4.No antler-point restrictions on Ranching For
Wildlife properties.
5. Minimum antler lengths apply.*

Hope this clarifies it up. It is an OR statement so one or the other applies. im my experience there is not many bulls smaller than a 4pt that are legal bulls. your best bet is to make sure that its a 4pt and squeeze the trigger. Better yet..shoot yourself a nice 6pt.

haha...good luck.


----------



## Gooseguy10

Thanks fellas. I appreciate the info.


----------



## severingkestrel

I hope you'll post the details of your hunt.

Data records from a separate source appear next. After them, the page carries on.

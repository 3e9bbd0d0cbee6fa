use crate::scoring::domain::{DisciplineId, RecordId};

/// Expected outcome for records no scoring policy covers.
///
/// Callers clear any cached scores for the record; this is not a fault.
#[derive(Debug, Clone, PartialEq, Eq, thiserror::Error)]
#[error("record cannot be scored: {reason}")]
pub struct NotScorable {
    reason: String,
}

impl NotScorable {
    pub fn new(reason: impl Into<String>) -> Self {
        Self {
            reason: reason.into(),
        }
    }

    pub fn reason(&self) -> &str {
        &self.reason
    }
}

/// Malformed record or reference data. Surfaced to the caller, never treated as "not scorable".
#[derive(Debug, Clone, PartialEq, Eq, thiserror::Error)]
pub enum IntegrityViolation {
    #[error("record {} has formal character '{code}' flagged as both book and chapter", .record.0)]
    BookAndChapter { record: RecordId, code: String },
    #[error("record {} references disciplines but has no publication year", .record.0)]
    DisciplinesWithoutYear { record: RecordId },
    #[error("record {} references discipline {} missing from the directory", .record.0, .discipline.0)]
    UnknownDiscipline {
        record: RecordId,
        discipline: DisciplineId,
    },
}

/// Failure of policy selection.
#[derive(Debug, Clone, PartialEq, Eq, thiserror::Error)]
pub enum PolicyError {
    #[error(transparent)]
    NotScorable(#[from] NotScorable),
    #[error(transparent)]
    Integrity(#[from] IntegrityViolation),
}

impl PolicyError {
    pub fn not_scorable(reason: impl Into<String>) -> Self {
        Self::NotScorable(NotScorable::new(reason))
    }

    pub fn is_not_scorable(&self) -> bool {
        matches!(self, PolicyError::NotScorable(_))
    }

    pub fn reason(&self) -> Option<&str> {
        match self {
            PolicyError::NotScorable(not_scorable) => Some(not_scorable.reason()),
            PolicyError::Integrity(_) => None,
        }
    }
}
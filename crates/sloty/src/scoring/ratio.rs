use std::cell::OnceCell;
use std::collections::BTreeMap;

use rust_decimal::{Decimal, MathematicalOps};

use super::contributions::ContributionFilter;
use super::domain::DisciplineId;

/// Author-count ratios for one record. Counts are computed on first use and reused.
#[derive(Debug)]
pub struct RatioMath<'a> {
    filter: ContributionFilter<'a>,
    qualifying_counts: OnceCell<BTreeMap<DisciplineId, usize>>,
}

impl<'a> RatioMath<'a> {
    pub fn new(filter: ContributionFilter<'a>) -> Self {
        Self {
            filter,
            qualifying_counts: OnceCell::new(),
        }
    }

    /// Qualifying authors pinned to `discipline`.
    pub fn k(&self, discipline: DisciplineId) -> usize {
        self.qualifying_counts
            .get_or_init(|| {
                self.filter
                    .referenced_disciplines()
                    .into_iter()
                    .map(|id| (id, self.filter.qualifying(id, None).len()))
                    .collect()
            })
            .get(&discipline)
            .copied()
            .unwrap_or(0)
    }

    /// Every contribution on the record, affiliated or not.
    pub fn m(&self) -> usize {
        self.filter.all().len()
    }

    pub fn k_over_m(&self, discipline: DisciplineId) -> Option<Decimal> {
        let m = self.m();
        if m == 0 {
            return None;
        }
        Some(Decimal::from(self.k(discipline) as u64) / Decimal::from(m as u64))
    }

    pub fn sqrt_k_over_m(&self, discipline: DisciplineId) -> Option<Decimal> {
        self.k_over_m(discipline).and_then(|ratio| ratio.sqrt())
    }
}
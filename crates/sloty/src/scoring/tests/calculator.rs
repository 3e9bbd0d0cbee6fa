use std::collections::BTreeMap;

use rust_decimal::Decimal;

use super::common::*;
use crate::scoring::calculator::{Calculator, Category, Tier};
use crate::scoring::domain::{AuthorId, DisciplineId, InstitutionConfig, PublicationKind, Responsibility};

fn round(value: Option<Decimal>) -> Option<Decimal> {
    value.map(|value| value.round_dp(4))
}

fn assert_article_shares(year: i32, raw_points: i64, points: &str, slot: &str) {
    let record = article(1, year, raw_points);
    let calculator = selector()
        .select(&record, &InstitutionConfig::default())
        .expect("article scorable");

    for (index, discipline) in [COMPUTER_SCIENCE, MATHEMATICS].into_iter().enumerate() {
        assert_eq!(
            round(calculator.points_for_discipline(discipline)),
            Some(dec(points)),
            "{year}/{raw_points} points for {discipline:?}"
        );
        assert_eq!(
            round(calculator.slot_for_discipline(discipline)),
            Some(dec(slot)),
            "{year}/{raw_points} slot for {discipline:?}"
        );
        let author = &record.contributions[index];
        assert_eq!(round(calculator.points_for_author(author)), Some(dec(points)));
        assert_eq!(round(calculator.slot_for_author(author)), Some(dec(slot)));
    }
}

#[test]
fn legacy_article_shares_for_two_disciplines() {
    assert_article_shares(2017, 30, "30", "1");
    assert_article_shares(2017, 20, "14.1421", "0.7071");
    assert_article_shares(2017, 25, "17.6777", "0.7071");
    assert_article_shares(2017, 15, "7.5", "0.5");
}

#[test]
fn current_article_shares_for_two_disciplines() {
    assert_article_shares(2019, 70, "49.4975", "0.7071");
    assert_article_shares(2019, 40, "28.2843", "0.7071");
    assert_article_shares(2019, 20, "10", "0.5");
}

#[test]
fn removing_affiliation_zeroes_tier2_slot() {
    let mut record = article(1, 2019, 70);
    record.contributions[1].affiliates = false;
    let calculator = Calculator::new(&record, Tier::Tier2, Category::ContinuousWork);

    assert_eq!(calculator.k(MATHEMATICS), 0);
    assert_eq!(calculator.m(), 2);
    assert_eq!(calculator.slot_for_discipline(MATHEMATICS), Some(Decimal::ZERO));
    assert_eq!(calculator.slot_for_author_in_discipline(MATHEMATICS), None);
    assert_eq!(calculator.points_for_author(&record.contributions[1]), None);
    assert_eq!(
        round(calculator.slot_for_discipline(COMPUTER_SCIENCE)),
        Some(dec("0.7071"))
    );
}

#[test]
fn author_slot_divides_discipline_slot_by_k() {
    let record = record(
        1,
        PublicationKind::ContinuousWork,
        2019,
        Decimal::from(20),
        vec![
            contribution(1, Some(COMPUTER_SCIENCE), Responsibility::Author),
            contribution(2, Some(COMPUTER_SCIENCE), Responsibility::Author),
            contribution(3, Some(MATHEMATICS), Responsibility::Author),
        ],
    );
    let calculator = Calculator::new(&record, Tier::Tier3, Category::ContinuousWork);

    let slot = calculator
        .slot_for_discipline(COMPUTER_SCIENCE)
        .expect("discipline referenced");
    let author_slot = calculator
        .slot_for_author_in_discipline(COMPUTER_SCIENCE)
        .expect("two qualifying authors");

    assert_eq!(calculator.k(COMPUTER_SCIENCE), 2);
    assert_eq!(author_slot, slot / Decimal::from(2));
    assert_eq!(slot.round_dp(4), dec("0.6667"));
    assert_eq!(
        round(calculator.points_for_discipline(COMPUTER_SCIENCE)),
        Some(dec("13.3333"))
    );
    assert_eq!(
        round(calculator.points_for_author(&record.contributions[0])),
        Some(dec("6.6667"))
    );
}

#[test]
fn tier1_grants_full_slot_to_every_discipline() {
    let record = article(1, 2019, 100);
    let calculator = Calculator::new(&record, Tier::Tier1, Category::ContinuousWork);

    assert_eq!(
        calculator.points_for_discipline(COMPUTER_SCIENCE),
        Some(Decimal::from(100))
    );
    assert_eq!(calculator.slot_for_discipline(MATHEMATICS), Some(Decimal::ONE));
}

#[test]
fn unreferenced_discipline_yields_nothing() {
    let record = article(1, 2019, 70);
    let calculator = Calculator::new(&record, Tier::Tier2, Category::ContinuousWork);

    assert_eq!(calculator.points_for_discipline(HISTORY), None);
    assert_eq!(calculator.slot_for_discipline(HISTORY), None);
    assert_eq!(calculator.slot_for_author_in_discipline(HISTORY), None);

    let unpinned = contribution(9, None, Responsibility::Author);
    assert_eq!(calculator.points_for_author(&unpinned), None);
    assert_eq!(calculator.slot_for_author(&unpinned), None);
}

#[test]
fn referenced_disciplines_and_qualifying_authors_keep_order() {
    let record = record(
        1,
        PublicationKind::ContinuousWork,
        2019,
        Decimal::from(40),
        vec![
            contribution(3, Some(MATHEMATICS), Responsibility::Author),
            contribution(1, Some(COMPUTER_SCIENCE), Responsibility::Author),
            contribution(2, Some(MATHEMATICS), Responsibility::Editor),
        ],
    );
    let calculator = Calculator::new(&record, Tier::Tier2, Category::ContinuousWork);

    assert_eq!(
        calculator.all_referenced_disciplines(),
        vec![COMPUTER_SCIENCE, MATHEMATICS]
    );
    let authors: Vec<AuthorId> = calculator
        .qualifying_authors(MATHEMATICS, None)
        .into_iter()
        .map(|author| author.author_id)
        .collect();
    assert_eq!(authors, vec![AuthorId(3), AuthorId(2)]);
    assert_eq!(
        calculator
            .qualifying_authors(MATHEMATICS, Some(Responsibility::Editor))
            .len(),
        1
    );
    assert!(calculator
        .qualifying_authors(DisciplineId(404), None)
        .is_empty());
}

#[test]
fn record_without_contributions_has_no_ratio() {
    let record = record(
        1,
        PublicationKind::ContinuousWork,
        2019,
        Decimal::from(70),
        Vec::new(),
    );
    let calculator = Calculator::new(&record, Tier::Tier2, Category::ContinuousWork);

    assert_eq!(calculator.m(), 0);
    assert_eq!(calculator.k_over_m(COMPUTER_SCIENCE), None);
    assert_eq!(calculator.sqrt_k_over_m(COMPUTER_SCIENCE), None);
    assert!(calculator.all_referenced_disciplines().is_empty());
}

#[test]
fn overflowing_multiplier_yields_no_points() {
    let record = article(1, 2019, 300);
    let calculator = Calculator::new(&record, Tier::Tier1, Category::ContinuousWork)
        .with_multipliers(BTreeMap::from([(COMPUTER_SCIENCE, Decimal::MAX)]));

    assert_eq!(calculator.points_for_discipline(COMPUTER_SCIENCE), None);
    assert_eq!(calculator.slot_for_discipline(COMPUTER_SCIENCE), Some(Decimal::ONE));
    assert_eq!(
        calculator.points_for_author(&record.contributions[0]),
        None
    );
    assert_eq!(
        calculator.points_for_discipline(MATHEMATICS),
        Some(Decimal::from(300))
    );
}
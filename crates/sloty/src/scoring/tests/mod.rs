mod calculator;
mod common;
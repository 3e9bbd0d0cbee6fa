use std::collections::{BTreeMap, BTreeSet};

use serde::{Deserialize, Serialize};

use super::domain::{Discipline, DisciplineId, PublisherId, PublisherTierEntry, RecordId};

/// External bibliographic database consulted by the conference-paper rule.
pub const WEB_OF_SCIENCE: &str = "WoS";

/// Read-only reference data the policy selector consults.
pub trait ReferenceCatalog: Send + Sync {
    fn discipline(&self, id: DisciplineId) -> Option<&Discipline>;
    /// Prestige tier of `publisher` in `year`, or `None` when unranked that year.
    fn publisher_tier(&self, publisher: PublisherId, year: i32) -> Option<i8>;
    fn is_indexed(&self, record: RecordId, database: &str) -> bool;
}

/// Registry row stating that a record is indexed in an external database.
#[derive(Debug, Clone, PartialEq, Eq, Serialize, Deserialize)]
pub struct IndexEntry {
    pub record_id: RecordId,
    pub database: String,
}

/// Catalog backed by plain collections, used by tests and the operator CLI.
#[derive(Debug, Clone, Default)]
pub struct InMemoryCatalog {
    disciplines: BTreeMap<DisciplineId, Discipline>,
    publisher_tiers: BTreeMap<(PublisherId, i32), i8>,
    indexed: BTreeSet<(RecordId, String)>,
}

impl InMemoryCatalog {
    pub fn new(
        disciplines: impl IntoIterator<Item = Discipline>,
        publisher_tiers: impl IntoIterator<Item = PublisherTierEntry>,
        indexed: impl IntoIterator<Item = IndexEntry>,
    ) -> Self {
        Self {
            disciplines: disciplines
                .into_iter()
                .map(|discipline| (discipline.id, discipline))
                .collect(),
            publisher_tiers: publisher_tiers
                .into_iter()
                .map(|entry| ((entry.publisher_id, entry.year), entry.tier))
                .collect(),
            indexed: indexed
                .into_iter()
                .map(|entry| (entry.record_id, entry.database))
                .collect(),
        }
    }

    pub fn with_discipline(mut self, discipline: Discipline) -> Self {
        self.disciplines.insert(discipline.id, discipline);
        self
    }

    pub fn with_publisher_tier(mut self, publisher: PublisherId, year: i32, tier: i8) -> Self {
        self.publisher_tiers.insert((publisher, year), tier);
        self
    }

    pub fn with_index(mut self, record: RecordId, database: &str) -> Self {
        self.indexed.insert((record, database.to_string()));
        self
    }
}

impl ReferenceCatalog for InMemoryCatalog {
    fn discipline(&self, id: DisciplineId) -> Option<&Discipline> {
        self.disciplines.get(&id)
    }

    fn publisher_tier(&self, publisher: PublisherId, year: i32) -> Option<i8> {
        self.publisher_tiers.get(&(publisher, year)).copied()
    }

    fn is_indexed(&self, record: RecordId, database: &str) -> bool {
        self.indexed.contains(&(record, database.to_string()))
    }
}
use std::fmt;

use serde::{Deserialize, Serialize};

/// Book or chapter, resolved from formal-character metadata.
#[derive(Debug, Clone, Copy, PartialEq, Eq, Hash, Serialize, Deserialize)]
#[serde(rename_all = "snake_case")]
pub enum StructuralKind {
    Book,
    Chapter,
}

impl fmt::Display for StructuralKind {
    fn fmt(&self, f: &mut fmt::Formatter<'_>) -> fmt::Result {
        match self {
            StructuralKind::Book => f.write_str("book"),
            StructuralKind::Chapter => f.write_str("chapter"),
        }
    }
}

/// How a monograph is credited to its contributors.
#[derive(Debug, Clone, Copy, PartialEq, Eq, Hash, Serialize, Deserialize)]
#[serde(rename_all = "snake_case")]
pub enum CalcMode {
    AuthorshipOfMonograph,
    EditorshipOfMonograph,
    ChapterInMonograph,
}

impl CalcMode {
    pub const fn label(self) -> &'static str {
        match self {
            CalcMode::AuthorshipOfMonograph => "authorship_of_monograph",
            CalcMode::EditorshipOfMonograph => "editorship_of_monograph",
            CalcMode::ChapterInMonograph => "chapter_in_monograph",
        }
    }
}

impl fmt::Display for CalcMode {
    fn fmt(&self, f: &mut fmt::Formatter<'_>) -> fmt::Result {
        f.write_str(self.label())
    }
}

/// Publication category a calculator scores.
#[derive(Debug, Clone, Copy, PartialEq, Eq, Hash, Serialize, Deserialize)]
#[serde(rename_all = "snake_case")]
pub enum Category {
    ContinuousWork,
    Monograph(CalcMode),
    ConferencePaper,
}

impl fmt::Display for Category {
    fn fmt(&self, f: &mut fmt::Formatter<'_>) -> fmt::Result {
        match self {
            Category::ContinuousWork => f.write_str("continuous_work"),
            Category::Monograph(mode) => write!(f, "monograph/{mode}"),
            Category::ConferencePaper => f.write_str("conference_paper"),
        }
    }
}
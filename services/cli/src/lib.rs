mod cli;
mod commands;
mod snapshot;

use sloty::error::AppError;

pub fn run() -> Result<(), AppError> {
    cli::run()
}
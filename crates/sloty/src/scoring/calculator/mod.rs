//! Point and slot apportionment for a record whose policy tier is known.
//!
//! A [`Calculator`] borrows the record it scores and never mutates it; the only
//! state it carries beyond its inputs is the lazily computed author counts held by
//! [`RatioMath`]. Methods return `None` where the record offers nothing to
//! apportion (discipline not referenced, no qualifying authors).

mod category;
mod tier;

pub use category::{CalcMode, Category, StructuralKind};
pub use tier::Tier;

use std::collections::BTreeMap;

use rust_decimal::Decimal;

use super::contributions::ContributionFilter;
use super::domain::{AuthorContribution, DisciplineId, PublicationRecord, Responsibility};
use super::ratio::RatioMath;

#[derive(Debug)]
pub struct Calculator<'a> {
    record: &'a PublicationRecord,
    tier: Tier,
    category: Category,
    multipliers: BTreeMap<DisciplineId, Decimal>,
    filter: ContributionFilter<'a>,
    ratio: RatioMath<'a>,
}

impl<'a> Calculator<'a> {
    pub fn new(record: &'a PublicationRecord, tier: Tier, category: Category) -> Self {
        let filter = ContributionFilter::new(&record.contributions);
        Self {
            record,
            tier,
            category,
            multipliers: BTreeMap::new(),
            filter,
            ratio: RatioMath::new(filter),
        }
    }

    /// Per-discipline point multipliers; disciplines left out score with 1.
    pub fn with_multipliers(mut self, multipliers: BTreeMap<DisciplineId, Decimal>) -> Self {
        self.multipliers = multipliers;
        self
    }

    pub fn record(&self) -> &'a PublicationRecord {
        self.record
    }

    pub fn tier(&self) -> Tier {
        self.tier
    }

    pub fn category(&self) -> Category {
        self.category
    }

    pub fn multiplier(&self, discipline: DisciplineId) -> Decimal {
        self.multipliers
            .get(&discipline)
            .copied()
            .unwrap_or(Decimal::ONE)
    }

    pub fn k(&self, discipline: DisciplineId) -> usize {
        self.ratio.k(discipline)
    }

    pub fn m(&self) -> usize {
        self.ratio.m()
    }

    pub fn k_over_m(&self, discipline: DisciplineId) -> Option<Decimal> {
        self.ratio.k_over_m(discipline)
    }

    pub fn sqrt_k_over_m(&self, discipline: DisciplineId) -> Option<Decimal> {
        self.ratio.sqrt_k_over_m(discipline)
    }

    pub fn all_referenced_disciplines(&self) -> Vec<DisciplineId> {
        self.filter.referenced_disciplines().into_iter().collect()
    }

    pub fn qualifying_authors(
        &self,
        discipline: DisciplineId,
        responsibility: Option<Responsibility>,
    ) -> Vec<&'a AuthorContribution> {
        self.filter.qualifying(discipline, responsibility)
    }

    /// Points the record yields for `discipline` (PKD), before division among authors.
    ///
    /// `None` also when the product leaves the `Decimal` range.
    pub fn points_for_discipline(&self, discipline: DisciplineId) -> Option<Decimal> {
        if !self.filter.references(discipline) {
            return None;
        }
        let share = self.tier.share(&self.ratio, discipline)?;
        self.record
            .raw_points
            .checked_mul(share)?
            .checked_mul(self.multiplier(discipline))
    }

    pub fn slot_for_discipline(&self, discipline: DisciplineId) -> Option<Decimal> {
        if !self.filter.references(discipline) {
            return None;
        }
        self.tier.share(&self.ratio, discipline)
    }

    pub fn slot_for_author_in_discipline(&self, discipline: DisciplineId) -> Option<Decimal> {
        let k = self.k(discipline);
        if k == 0 {
            return None;
        }
        self.slot_for_discipline(discipline)
            .map(|slot| slot / Decimal::from(k as u64))
    }

    pub fn points_for_author(&self, contribution: &AuthorContribution) -> Option<Decimal> {
        let discipline = contribution.discipline?;
        let k = self.k(discipline);
        if k == 0 {
            return None;
        }
        self.points_for_discipline(discipline)
            .map(|points| points / Decimal::from(k as u64))
    }

    pub fn slot_for_author(&self, contribution: &AuthorContribution) -> Option<Decimal> {
        contribution
            .discipline
            .and_then(|discipline| self.slot_for_author_in_discipline(discipline))
    }
}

My father has wanted to go Elk hunting out west (we're mid-westerners) for a long time and I've decided to put and end to it and go with him next year. I'm not really sure where we'll go, but Colorado seems to be tops on his list. I'm currently deciding what rifle to buy (classic .270, 7mm Mag or .30/06 question), but am most concerned with the where and the how. For example Elk weight like 500+ pds right? What is field cleaning like? does packing it out take a week? Hell when we get a whitetail that weighs ~ 150 we drive the tractor out there with ankle hooks attached to the front loader. 
It seems like the outfitters all run ~ $4k, I'd love to go with a guide but I know my father will never pay that much. Is it realistic to just make calls to DNR to get an idea as to where the herds are and then plan appropriately? I'm in very good shape and my father is in better shape than 90% of 60 year olds, and either of us on a horse in the mountains is probably a bad idea, so we're planning to walk it.


----------



## keenansnyder

severingkestrel said:


> I hope you'll post the details of your hunt.
> 
> My father has wanted to go Elk hunting out west (we're mid-westerners) for a long time and I've decided to put and end to it and go with him next year. I'm not really sure where we'll go, but Colorado seems to be tops on his list. I'm currently deciding what rifle to buy (classic .270, 7mm Mag or .30/06 question), but am most concerned with the where and the how. For example Elk weight like 500+ pds right? What is field cleaning like? does packing it out take a week? Hell when we get a whitetail that weighs ~ 150 we drive the tractor out there with ankle hooks attached to the front loader.
> It seems like the outfitters all run ~ $4k, I'd love to go with a guide but I know my father will never pay that much. Is it realistic to just make calls to DNR to get an idea as to where the herds are and then plan appropriately? I'm in very good shape and my father is in better shape than 90% of 60 year olds, and either of us on a horse in the mountains is probably a bad idea, so we're planning to walk it.


pm'd u


----------